- **Assigned task**:
The line that holds "assert!(expansion.generate_round_keys(&short).is_err());" marks the start. Return it and each following line through the end of the data, unchanged.

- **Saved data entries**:
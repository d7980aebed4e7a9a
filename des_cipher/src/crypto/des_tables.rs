//! Fixed DES tables from FIPS 46-3.
//!
//! Permutation and selection tables are 1-based: entry `n` of a table names
//! the input bit that lands in output position `n`, counting from the most
//! significant bit.

/// Initial permutation.
#[rustfmt::skip]
pub const IP: [usize; 64] = [
    58, 50, 42, 34, 26, 18, 10, 2,
    60, 52, 44, 36, 28, 20, 12, 4,
    62, 54, 46, 38, 30, 22, 14, 6,
    64, 56, 48, 40, 32, 24, 16, 8,
    57, 49, 41, 33, 25, 17,  9, 1,
    59, 51, 43, 35, 27, 19, 11, 3,
    61, 53, 45, 37, 29, 21, 13, 5,
    63, 55, 47, 39, 31, 23, 15, 7,
];

/// Final permutation, the inverse of [`IP`].
#[rustfmt::skip]
pub const FP: [usize; 64] = [
    40, 8, 48, 16, 56, 24, 64, 32,
    39, 7, 47, 15, 55, 23, 63, 31,
    38, 6, 46, 14, 54, 22, 62, 30,
    37, 5, 45, 13, 53, 21, 61, 29,
    36, 4, 44, 12, 52, 20, 60, 28,
    35, 3, 43, 11, 51, 19, 59, 27,
    34, 2, 42, 10, 50, 18, 58, 26,
    33, 1, 41,  9, 49, 17, 57, 25,
];

/// Expansion of the 32-bit right half to 48 bits.
#[rustfmt::skip]
pub const E: [usize; 48] = [
    32,  1,  2,  3,  4,  5,
     4,  5,  6,  7,  8,  9,
     8,  9, 10, 11, 12, 13,
    12, 13, 14, 15, 16, 17,
    16, 17, 18, 19, 20, 21,
    20, 21, 22, 23, 24, 25,
    24, 25, 26, 27, 28, 29,
    28, 29, 30, 31, 32,  1,
];

/// Permutation applied to the S-box output.
#[rustfmt::skip]
pub const P: [usize; 32] = [
    16,  7, 20, 21,
    29, 12, 28, 17,
     1, 15, 23, 26,
     5, 18, 31, 10,
     2,  8, 24, 14,
    32, 27,  3,  9,
    19, 13, 30,  6,
    22, 11,  4, 25,
];

/// Permuted choice 1: drops the parity bits 8, 16, ..., 64.
#[rustfmt::skip]
pub const PC1: [usize; 56] = [
    57, 49, 41, 33, 25, 17,  9,
     1, 58, 50, 42, 34, 26, 18,
    10,  2, 59, 51, 43, 35, 27,
    19, 11,  3, 60, 52, 44, 36,
    63, 55, 47, 39, 31, 23, 15,
     7, 62, 54, 46, 38, 30, 22,
    14,  6, 61, 53, 45, 37, 29,
    21, 13,  5, 28, 20, 12,  4,
];

/// Permuted choice 2: selects 48 of the 56 rotated key bits.
#[rustfmt::skip]
pub const PC2: [usize; 48] = [
    14, 17, 11, 24,  1,  5,
     3, 28, 15,  6, 21, 10,
    23, 19, 12,  4, 26,  8,
    16,  7, 27, 20, 13,  2,
    41, 52, 31, 37, 47, 55,
    30, 40, 51, 45, 33, 48,
    44, 49, 39, 56, 34, 53,
    46, 42, 50, 36, 29, 32,
];

/// Left rotation applied to both key halves, indexed by round - 1.
pub const SHIFT_BITS: [usize; 16] = [1, 1, 2, 2, 2, 2, 2, 2, 1, 2, 2, 2, 2, 2, 2, 1];

/// The eight S-boxes, each laid out as 4 rows of 16 columns.
#[rustfmt::skip]
pub const S_BOXES: [[u8; 64]; 8] = [
    [
        14,  4, 13,  1,  2, 15, 11,  8,  3, 10,  6, 12,  5,  9,  0,  7,
         0, 15,  7,  4, 14,  2, 13,  1, 10,  6, 12, 11,  9,  5,  3,  8,
         4,  1, 14,  8, 13,  6,  2, 11, 15, 12,  9,  7,  3, 10,  5,  0,
        15, 12,  8,  2,  4,  9,  1,  7,  5, 11,  3, 14, 10,  0,  6, 13,
    ],
    [
        15,  1,  8, 14,  6, 11,  3,  4,  9,  7,  2, 13, 12,  0,  5, 10,
         3, 13,  4,  7, 15,  2,  8, 14, 12,  0,  1, 10,  6,  9, 11,  5,
         0, 14,  7, 11, 10,  4, 13,  1,  5,  8, 12,  6,  9,  3,  2, 15,
        13,  8, 10,  1,  3, 15,  4,  2, 11,  6,  7, 12,  0,  5, 14,  9,
    ],
    [
        10,  0,  9, 14,  6,  3, 15,  5,  1, 13, 12,  7, 11,  4,  2,  8,
        13,  7,  0,  9,  3,  4,  6, 10,  2,  8,  5, 14, 12, 11, 15,  1,
        13,  6,  4,  9,  8, 15,  3,  0, 11,  1,  2, 12,  5, 10, 14,  7,
         1, 10, 13,  0,  6,  9,  8,  7,  4, 15, 14,  3, 11,  5,  2, 12,
    ],
    [
         7, 13, 14,  3,  0,  6,  9, 10,  1,  2,  8,  5, 11, 12,  4, 15,
        13,  8, 11,  5,  6, 15,  0,  3,  4,  7,  2, 12,  1, 10, 14,  9,
        10,  6,  9,  0, 12, 11,  7, 13, 15,  1,  3, 14,  5,  2,  8,  4,
         3, 15,  0,  6, 10,  1, 13,  8,  9,  4,  5, 11, 12,  7,  2, 14,
    ],
    [
         2, 12,  4,  1,  7, 10, 11,  6,  8,  5,  3, 15, 13,  0, 14,  9,
        14, 11,  2, 12,  4,  7, 13,  1,  5,  0, 15, 10,  3,  9,  8,  6,
         4,  2,  1, 11, 10, 13,  7,  8, 15,  9, 12,  5,  6,  3,  0, 14,
        11,  8, 12,  7,  1, 14,  2, 13,  6, 15,  0,  9, 10,  4,  5,  3,
    ],
    [
        12,  1, 10, 15,  9,  2,  6,  8,  0, 13,  3,  4, 14,  7,  5, 11,
        10, 15,  4,  2,  7, 12,  9,  5,  6,  1, 13, 14,  0, 11,  3,  8,
         9, 14, 15,  5,  2,  8, 12,  3,  7,  0,  4, 10,  1, 13, 11,  6,
         4,  3,  2, 12,  9,  5, 15, 10, 11, 14,  1,  7,  6,  0,  8, 13,
    ],
    [
         4, 11,  2, 14, 15,  0,  8, 13,  3, 12,  9,  7,  5, 10,  6,  1,
        13,  0, 11,  7,  4,  9,  1, 10, 14,  3,  5, 12,  2, 15,  8,  6,
         1,  4, 11, 13, 12,  3,  7, 14, 10, 15,  6,  8,  0,  5,  9,  2,
         6, 11, 13,  8,  1,  4, 10,  7,  9,  5,  0, 15, 14,  2,  3, 12,
    ],
    [
        13,  2,  8,  4,  6, 15, 11,  1, 10,  9,  3, 14,  5,  0, 12,  7,
         1, 15, 13,  8, 10,  3,  7,  4, 12,  5,  6, 11,  0, 14,  9,  2,
         7, 11,  4,  1,  9, 12, 14,  2,  0,  6, 10, 13, 15,  3,  5,  8,
         2,  1, 14,  7,  4, 10,  8, 13, 15, 12,  9,  0,  3,  5,  6, 11,
    ],
];
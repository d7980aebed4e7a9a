use bitvec::prelude::*;
use des_cipher::crypto::des_key_expansion::DesKeySchedule;
use des_cipher::crypto::key_expansion::KeyExpansion;
use des_cipher::crypto::utils::u64_to_bits;
use des_cipher::{Bitstring, DesError, KeySize};
use std::sync::Arc;

const KEY: u64 = 0x133457799BBCDFF1;

const EXPECTED_ROUND_KEYS: [u64; 16] = [
    0x1B02EFFC7072,
    0x79AED9DBC9E5,
    0x55FC8A42CF99,
    0x72ADD6DB351D,
    0x7CEC07EB53A8,
    0x63A53E507B2F,
    0xEC84B7F618BC,
    0xF78A3AC13BFB,
    0xE0DBEBEDE781,
    0xB1F347BA464F,
    0x215FD3DED386,
    0x7571F59467E9,
    0x97C5D1FABA41,
    0x5F43B7F2E73A,
    0xBF918D3D3F0A,
    0xCB3D8B0E17F5,
];

#[test]
fn test_key_expansion_round1() {
    let key = hex_literal::hex!("133457799BBCDFF1");
    let k1 = DesKeySchedule::default().derive(&key).unwrap()[0].clone();
    assert_eq!(k1.to_u64(), 0x1B02EFFC7072);
    assert_eq!(k1.len(), 48);
    assert_eq!(k1.to_string(), "1B02EFFC7072");
}

#[test]
fn test_full_schedule_matches_reference() {
    let round_keys = DesKeySchedule::default().derive(&KEY).unwrap();
    let actual: Vec<u64> = round_keys.iter().map(|k| k.to_u64()).collect();
    assert_eq!(actual, EXPECTED_ROUND_KEYS);
}

#[test]
fn test_derive_is_deterministic() {
    let schedule = DesKeySchedule::default();
    assert_eq!(schedule.derive(&KEY).unwrap(), schedule.derive(&KEY).unwrap());
}

#[test]
fn test_truncated_schedule_is_prefix() {
    let full = DesKeySchedule::default().derive(&KEY).unwrap();
    for rounds in [0, 1, 5, 16] {
        let keys = DesKeySchedule::new(rounds).unwrap().derive(&KEY).unwrap();
        assert_eq!(keys.len(), rounds);
        assert_eq!(keys[..], full[..rounds]);
    }
}

#[test]
fn test_rounds_above_sixteen_are_rejected() {
    assert!(matches!(
        DesKeySchedule::new(17),
        Err(DesError::Configuration(_))
    ));
    assert!(DesKeySchedule::with_master_key(20, &KEY).is_err());
}

#[test]
fn test_left_shift_rotates_without_mutating() {
    let half = bitvec![u8, Msb0; 1, 0, 1, 0, 1, 0];

    let shifted = DesKeySchedule::left_shift(&half, 1).unwrap();
    assert_eq!(shifted, bitvec![u8, Msb0; 0, 1, 0, 1, 0, 1]);
    assert_eq!(half, bitvec![u8, Msb0; 1, 0, 1, 0, 1, 0]);

    // round 3 shifts by two
    let shifted = DesKeySchedule::left_shift(&half, 3).unwrap();
    assert_eq!(shifted, half);

    assert!(DesKeySchedule::left_shift(&half, 0).is_err());
    assert!(DesKeySchedule::left_shift(&half, 17).is_err());
}

#[test]
fn test_unbound_schedule_refuses_indexing() {
    let schedule = DesKeySchedule::default();
    assert!(!schedule.is_bound());
    assert_eq!(schedule.master_key(), None);
    assert!(matches!(schedule.round_key(0), Err(DesError::Configuration(_))));
    assert!(matches!(schedule.round_keys(), Err(DesError::Configuration(_))));
}

#[test]
fn test_bound_schedule_indexes_and_iterates() {
    let schedule = DesKeySchedule::with_master_key(16, &KEY).unwrap();
    assert!(schedule.is_bound());

    assert_eq!(schedule.round_key(0).unwrap().to_u64(), EXPECTED_ROUND_KEYS[0]);
    assert_eq!(schedule.round_key(15).unwrap().to_u64(), EXPECTED_ROUND_KEYS[15]);
    assert_eq!(
        schedule.round_key(16).unwrap_err(),
        DesError::RoundOutOfRange {
            round: 16,
            rounds: 16
        }
    );

    let first: Vec<u64> = schedule.round_keys().unwrap().map(|k| k.to_u64()).collect();
    let second: Vec<u64> = schedule.round_keys().unwrap().map(|k| k.to_u64()).collect();
    assert_eq!(first, EXPECTED_ROUND_KEYS);
    assert_eq!(first, second);
}

#[test]
fn test_equality_covers_master_key() {
    let a = DesKeySchedule::with_master_key(16, &KEY).unwrap();
    let b = DesKeySchedule::default().bind(&KEY).unwrap();
    assert_eq!(a, b);

    assert_ne!(a, DesKeySchedule::with_master_key(16, &0u64).unwrap());
    assert_ne!(a, DesKeySchedule::default());
    assert_ne!(
        DesKeySchedule::default(),
        DesKeySchedule::with_key_size(16, KeySize::Bits56).unwrap()
    );
}

#[test]
fn test_56_bit_key_matches_64_bit_key() {
    let schedule = DesKeySchedule::with_key_size(16, KeySize::Bits56).unwrap();
    let keys = schedule.derive(&0x12695BC9B7B7F8u64).unwrap();
    assert_eq!(keys, DesKeySchedule::default().derive(&KEY).unwrap());

    // parity bits do not take part in the schedule
    let flipped = KEY ^ 0x0101010101010101;
    assert_eq!(keys, DesKeySchedule::default().derive(&flipped).unwrap());
}

#[test]
fn test_key_expansion_through_trait_object() {
    let expansion: Arc<dyn KeyExpansion + Send + Sync> = Arc::new(DesKeySchedule::default());
    let key = u64_to_bits(KEY, 64);
    let keys = expansion.generate_round_keys(&key).unwrap();
    assert_eq!(keys.len(), 16);
    assert_eq!(keys[1].to_u64(), EXPECTED_ROUND_KEYS[1]);

    let short: Bitstring = bitvec![u8, Msb0; 0; 56];
    assert!(expansion.generate_round_keys(&short).is_err());
}

#[test]
fn test_display() {
    let schedule = DesKeySchedule::new(12).unwrap();
    assert_eq!(
        schedule.to_string(),
        "Original DES key schedule with 64-bit keys and 12 rounds"
    );
}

- **Result for this task**:
    assert!(expansion.generate_round_keys(&short).is_err());
}

#[test]
fn test_display() {
    let schedule = DesKeySchedule::new(12).unwrap();
    assert_eq!(
        schedule.to_string(),
        "Original DES key schedule with 64-bit keys and 12 rounds"
    );
}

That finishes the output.